### Work instruction
In the records that follow, find each line containing "rows" and copy it.

Stored items:
==============================

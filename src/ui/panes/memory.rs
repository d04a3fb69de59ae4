//! Memory pane rendering
//!
//! Dense memory is dumped as rows of [`WORDS_PER_ROW`] words. Extended memory
//! follows as one `address: value` line per written cell. Cells that differ
//! from the previous snapshot are highlighted, and the word under the program
//! counter is underlined.

use super::{clamp_scroll, pane_block};
use crate::memory::Address;
use crate::snapshot::Snapshot;
use crate::ui::theme::DEFAULT_THEME;
use ratatui::{
    layout::Rect,
    style::{Modifier, Style},
    text::{Line, Span},
    widgets::Paragraph,
    Frame,
};

const WORDS_PER_ROW: usize = 8;

fn cell_style(snapshot: &Snapshot, previous: Option<&Snapshot>, addr: Address) -> Style {
    let value = snapshot.memory.read(addr);
    let mut style = Style::default().fg(DEFAULT_THEME.number);
    if previous.is_some_and(|prev| prev.memory.read(addr) != value) {
        style = style.fg(DEFAULT_THEME.changed).add_modifier(Modifier::BOLD);
    }
    if addr == snapshot.pc {
        style = style.add_modifier(Modifier::UNDERLINED);
    }
    style
}

/// Render the memory pane
pub fn render_memory_pane(
    frame: &mut Frame,
    area: Rect,
    snapshot: &Snapshot,
    previous: Option<&Snapshot>,
    is_focused: bool,
    scroll_offset: &mut usize,
) {
    let memory = &snapshot.memory;
    let title = format!(
        " Memory ({} + {} extended) ",
        memory.dense().len(),
        memory.extended_len()
    );
    let block = pane_block(&title, is_focused);

    let mut rows: Vec<Line> = memory
        .dense()
        .chunks(WORDS_PER_ROW)
        .enumerate()
        .map(|(row, words)| {
            let base = row * WORDS_PER_ROW;
            let mut spans = vec![Span::styled(
                format!("{:>6}│", base),
                Style::default().fg(DEFAULT_THEME.address),
            )];
            for (i, word) in words.iter().enumerate() {
                let addr = (base + i) as Address;
                spans.push(Span::styled(
                    format!(" {:>8}", word),
                    cell_style(snapshot, previous, addr),
                ));
            }
            Line::from(spans)
        })
        .collect();

    let extended = memory.extended_cells();
    if !extended.is_empty() {
        rows.push(Line::from(Span::styled(
            "── extended ──",
            Style::default().fg(DEFAULT_THEME.extended),
        )));
        for (addr, value) in extended {
            rows.push(Line::from(vec![
                Span::styled(
                    format!("{:>6}│", addr),
                    Style::default().fg(DEFAULT_THEME.extended),
                ),
                Span::styled(format!(" {:>8}", value), cell_style(snapshot, previous, addr)),
            ]));
        }
    }

    let visible_height = area.height.saturating_sub(2).max(1) as usize;
    clamp_scroll(scroll_offset, rows.len(), visible_height);

    let visible: Vec<Line> = rows
        .into_iter()
        .skip(*scroll_offset)
        .take(visible_height)
        .collect();

    frame.render_widget(Paragraph::new(visible).block(block), area);
}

==============================

### Solved exercise
//! Dense memory is dumped as rows of [`WORDS_PER_ROW`] words. Extended memory
    let mut rows: Vec<Line> = memory
        rows.push(Line::from(Span::styled(
            rows.push(Line::from(vec![
    clamp_scroll(scroll_offset, rows.len(), visible_height);
    let visible: Vec<Line> = rows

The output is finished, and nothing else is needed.